----- THE DATA -----
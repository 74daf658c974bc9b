use bigdecimal::BigDecimal;
use sqlx::FromRow;
use uuid::Uuid;

use business::domain::shopping_item::model::ShoppingItem;

#[derive(Debug, FromRow)]
pub struct ShoppingItemEntity {
    pub id: Uuid,
    pub list_id: Uuid,
    pub name: String,
    pub quantity: i32,
    pub unit_price: BigDecimal,
}

impl ShoppingItemEntity {
    pub fn into_domain(self) -> ShoppingItem {
        ShoppingItem::from_repository(
            self.id,
            self.list_id,
            self.name,
            u32::try_from(self.quantity).unwrap_or(1),
            self.unit_price,
        )
    }
}
use std::sync::Arc;

use async_trait::async_trait;

use crate::domain::auth::errors::AuthError;
use crate::domain::auth::gateway::AuthGateway;
use crate::domain::auth::use_cases::logout::{LogoutParams, LogoutUseCase};
use crate::domain::logger::Logger;

pub struct LogoutUseCaseImpl {
    pub gateway: Arc<dyn AuthGateway>,
    pub logger: Arc<dyn Logger>,
}

#[async_trait]
impl LogoutUseCase for LogoutUseCaseImpl {
    async fn execute(&self, params: LogoutParams) -> Result<(), AuthError> {
        self.gateway.sign_out(&params.access_token).await?;
        self.logger.info("Session closed");
        Ok(())
    }
}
-----
## TASK
The data must be printed verbatim, line by line.

## YOUR RESPONSE
repository 74daf658c974bc9b
use bigdecimal::BigDecimal;
use sqlx::FromRow;
use uuid::Uuid;

use business::domain::shopping_item::model::ShoppingItem;

#[derive(Debug, FromRow)]
pub struct ShoppingItemEntity {
    pub id: Uuid,
    pub list_id: Uuid,
    pub name: String,
    pub quantity: i32,
    pub unit_price: BigDecimal,
}

impl ShoppingItemEntity {
    pub fn into_domain(self) -> ShoppingItem {
        ShoppingItem::from_repository(
            self.id,
            self.list_id,
            self.name,
            u32::try_from(self.quantity).unwrap_or(1),
            self.unit_price,
        )
    }
}
use std::sync::Arc;

use async_trait::async_trait;

use crate::domain::auth::errors::AuthError;
use crate::domain::auth::gateway::AuthGateway;
use crate::domain::auth::use_cases::logout::{LogoutParams, LogoutUseCase};
use crate::domain::logger::Logger;

pub struct LogoutUseCaseImpl {
    pub gateway: Arc<dyn AuthGateway>,
    pub logger: Arc<dyn Logger>,
}

#[async_trait]
impl LogoutUseCase for LogoutUseCaseImpl {
    async fn execute(&self, params: LogoutParams) -> Result<(), AuthError> {
        self.gateway.sign_out(&params.access_token).await?;
        self.logger.info("Session closed");
        Ok(())
    }
}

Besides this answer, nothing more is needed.